Sim, os ÁTOA (entrevista feita pelo FLAMES à banda aqui), o Diogo Piçarra (entrevistas feitas pelo FLAMES ao artista aqui e aqui)... convidei uma série de pessoas que eu considero muito enquanto artistas e intérpretes. Eu gosto muito do Diogo por exemplo, e o desafio deste disco foi sem dúvida esse, convidar essas pessoas para os aproximar a este ambiente fadista que é um ambiente que não está presente na música que eles fazem.
Como foi o processo de selecção destes artistas? Como é que decidiste quem iria participar neste álbum?
Os meus 4 discos anteriores eram voltados para o fado. A base era essa. Este é o contrário. Neste disco eu quis 3 fados tradicionais que fizessem com que as pessoas me reconhecessem enquanto artista, mas depois quis abrir um pouquinho os meus horizontes musicais até porque eu ouço muitos tipos de música. Por isso, decidi arriscar com um disco menos tradicional mas que me fizesse sentido. Foi essa a base da selecção.
E estiveste envolvido directamente no processo criativo de cada tema, ou deixaste os artistas livres para se expressarem à vontade?
Grande parte dos temas foi criada de forma livre. Disse que gostava de ter um tema de cada um dos compositores, embora haja um ou outro tema em que eu pedi para que escrevessem especificamente dentro daquele ambiente. Estou a lembrar-me do Pedro Silva Martins que fez um tema incrível e que eu achei muito interessante. Eu fui pai há uns meses, então pedi-lhe para ele escrever um tema não como todos os temas que se escrevem neste contexto que é um amor incondicional entre um pai e um filho, e aquela paixão enorme que acontece quando somos pais, mas eu queria que ele escrevesse um tema sobre as coisas mais corriqueiras e caricatas que ocorrem quando te deparas com a paternidade. Por exemplo, as noites que não dormes.. o tema chama-se "Mal dormido", o levantar durante a noite e pisares um brinquedo fora do sítio, as fraldas, o ranho, enfim, as coisas que são caricatas quando passamos a ser pais. À excepção desse tema onde eu dei o mote, todos os outros artistas estavam completamente livres para poderem escrever.. sempre, claro, a pensar num ambiente mais intimista e num intérprete fadista.

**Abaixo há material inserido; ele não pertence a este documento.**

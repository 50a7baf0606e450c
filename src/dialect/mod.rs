//! SQL dialect adapters.
//!
//! A [`DbAdapter`] renders the statement text the reset needs for one engine:
//! the metadata discovery queries, the ordered `DELETE` batch, the identity
//! reseed batch and, for engines with system-versioned tables, the
//! [`SystemVersioning`] toggles. The orchestrator treats everything rendered
//! here as opaque text.
//!
//! Discovery queries must return rows shaped as follows (NULL allowed where
//! marked `?`):
//!
//! | Query | Columns |
//! |-------|---------|
//! | tables | `schema?, name` |
//! | relationships | `parent_schema?, parent_name, child_schema?, child_name, constraint_name` |
//! | temporal tables | `schema?, name, history_name` |

pub mod mysql;
pub mod postgres;
pub mod sql_server;
pub mod sqlite;

use std::sync::Arc;

use serde::{Deserialize, Serialize};

use crate::schema::{Relationship, Table, TemporalTable};

pub use mysql::MySql;
pub use postgres::Postgres;
pub use sql_server::SqlServer;
pub use sqlite::Sqlite;

/// Inclusion and exclusion rules applied by the tables discovery query.
#[derive(Debug, Clone, Default, PartialEq, Eq)]
pub struct TableFilter {
    pub tables_to_ignore: Vec<String>,
    pub tables_to_include: Vec<String>,
    pub schemas_to_include: Vec<String>,
    pub schemas_to_exclude: Vec<String>,
}

/// Statement rendering for one database engine.
pub trait DbAdapter: Send + Sync + std::fmt::Debug {
    /// Short engine name, used in logs and errors.
    fn name(&self) -> &'static str;

    /// Quote a (possibly schema-qualified) table name.
    fn quote(&self, table: &Table) -> String;

    fn tables_query(&self, filter: &TableFilter) -> String;

    fn relationships_query(&self, filter: &TableFilter) -> String;

    /// Delete every row of `tables`, in the given order.
    fn delete_sql(&self, tables: &[Table]) -> String {
        tables
            .iter()
            .map(|t| format!("DELETE FROM {};", self.quote(t)))
            .collect::<Vec<_>>()
            .join("\n")
    }

    /// Reset identity or sequence generators of `tables` to their seed.
    fn reseed_sql(&self, tables: &[Table]) -> String;

    /// A query that returns at least one row when [`reseed_sql`](Self::reseed_sql)
    /// can run against the connected database. `None` when it always can.
    fn reseed_check_query(&self) -> Option<String> {
        None
    }

    /// Delete every row of `tables` while the `suspended` constraints are not
    /// enforced. `None` when the engine has no way to do that.
    fn suspended_delete_sql(&self, _tables: &[Table], _suspended: &[Relationship]) -> Option<String> {
        None
    }

    /// Temporal-table support, if the engine has any.
    fn versioning(&self) -> Option<&dyn SystemVersioning> {
        None
    }
}

/// Suspending and resuming system versioning on temporal tables.
pub trait SystemVersioning: Send + Sync {
    /// Whether a server reporting `server_version` has temporal tables.
    fn supported_by(&self, server_version: Option<&str>) -> bool;

    fn temporal_tables_query(&self, filter: &TableFilter) -> String;

    fn suspend_sql(&self, tables: &[TemporalTable]) -> String;

    fn resume_sql(&self, tables: &[TemporalTable]) -> String;
}

/// The built-in adapters.
#[derive(Debug, Clone, Copy, Default, PartialEq, Eq, Serialize, Deserialize)]
pub enum Dialect {
    #[serde(rename = "sql_server")]
    SqlServer,
    #[serde(rename = "postgres")]
    Postgres,
    #[serde(rename = "mysql")]
    MySql,
    #[default]
    #[serde(rename = "sqlite")]
    Sqlite,
}

impl Dialect {
    pub fn as_str(&self) -> &'static str {
        match self {
            Self::SqlServer => "sql_server",
            Self::Postgres => "postgres",
            Self::MySql => "mysql",
            Self::Sqlite => "sqlite",
        }
    }

    pub fn adapter(&self) -> Arc<dyn DbAdapter> {
        match self {
            Self::SqlServer => Arc::new(SqlServer),
            Self::Postgres => Arc::new(Postgres),
            Self::MySql => Arc::new(MySql),
            Self::Sqlite => Arc::new(Sqlite),
        }
    }
}

impl std::fmt::Display for Dialect {
    fn fmt(&self, f: &mut std::fmt::Formatter<'_>) -> std::fmt::Result {
        f.write_str(self.as_str())
    }
}

impl std::str::FromStr for Dialect {
    type Err = String;

    fn from_str(s: &str) -> Result<Self, Self::Err> {
        match s {
            "sql_server" | "sqlserver" | "mssql" => Ok(Self::SqlServer),
            "postgres" | "postgresql" => Ok(Self::Postgres),
            "mysql" => Ok(Self::MySql),
            "sqlite" => Ok(Self::Sqlite),
            _ => Err(format!("unknown dialect: {s}")),
        }
    }
}

/// Render `items` as a comma-separated list of SQL string literals.
pub(crate) fn string_list(items: &[String]) -> String {
    items
        .iter()
        .map(|s| format!("'{}'", s.replace('\'', "''")))
        .collect::<Vec<_>>()
        .join(", ")
}

/// Render the filter as `AND ...` predicates over the given columns.
/// Schema rules are skipped when the engine has no schema column.
pub(crate) fn filter_predicates(
    filter: &TableFilter,
    schema_column: Option<&str>,
    table_column: &str,
) -> String {
    let mut sql = String::new();
    if !filter.tables_to_ignore.is_empty() {
        sql.push_str(&format!(
            " AND {table_column} NOT IN ({})",
            string_list(&filter.tables_to_ignore)
        ));
    }
    if !filter.tables_to_include.is_empty() {
        sql.push_str(&format!(
            " AND {table_column} IN ({})",
            string_list(&filter.tables_to_include)
        ));
    }
    if let Some(schema_column) = schema_column {
        if !filter.schemas_to_exclude.is_empty() {
            sql.push_str(&format!(
                " AND {schema_column} NOT IN ({})",
                string_list(&filter.schemas_to_exclude)
            ));
        }
        if !filter.schemas_to_include.is_empty() {
            sql.push_str(&format!(
                " AND {schema_column} IN ({})",
                string_list(&filter.schemas_to_include)
            ));
        }
    }
    sql
}

/// Child tables of `relationships`, deduplicated, in first-seen order.
pub(crate) fn distinct_children(relationships: &[Relationship]) -> Vec<&Table> {
    let mut children: Vec<&Table> = Vec::new();
    for rel in relationships {
        if !children.contains(&&rel.child) {
            children.push(&rel.child);
        }
    }
    children
}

Relativamente ao videoclip do single "Fado do Cobarde", participaste em todo o processo criativo ou confiaste a tarefa aos profissionais que nele trabalharam?
Nós apresentámos a ideia à Joana Areal (que é uma realizadora fantástica). O vídeo do "Dia de Folga" da Ana Moura (entrevista feita pelo FLAMES à artista aqui) foi ela que produziu. Quando pensámos na Joana, pensámos num vídeo para uma música que, não sendo um fado tradicional, eu gostava que fosse um vídeo fresco e novo, diferente.. com um ar de Verão. Foi a única coisa que eu disse. Eu disse apenas que queria um vídeo que ilustrasse esta história de estarmos numa relação que não vai para a frente e não funciona e que não conseguimos sair dali. Quase uma ironia. A Joana fez um trabalho fantástico ao convidar esta bailarina (Filipa Peraltinha) e coreógrafa que fez um trabalho incrível. Nota-se que ela está-se a ir embora.. mas todo o contexto, toda a imagem... isto foi gravado num armazém de pescadores, em Setúbal. Nota-se perfeitamente que ela está a querer sair e ir embora da relação, mas está com dificuldade. E esta forma de dança contemporânea consegue transmitir bem esta ideia. A juntar a isto, o facto de estarmos em Setúbal, com uma vista daquelas, no Verão, temos praia, temos sol, temos uma relação que é cantada e interpretada de uma forma quase caricata. Nós sabemos que isto não vai dar em nada, mas não conseguimos mesmo sair daqui. Não dei muitas dicas, deixei à criatividade da Joana e não me arrependo nada.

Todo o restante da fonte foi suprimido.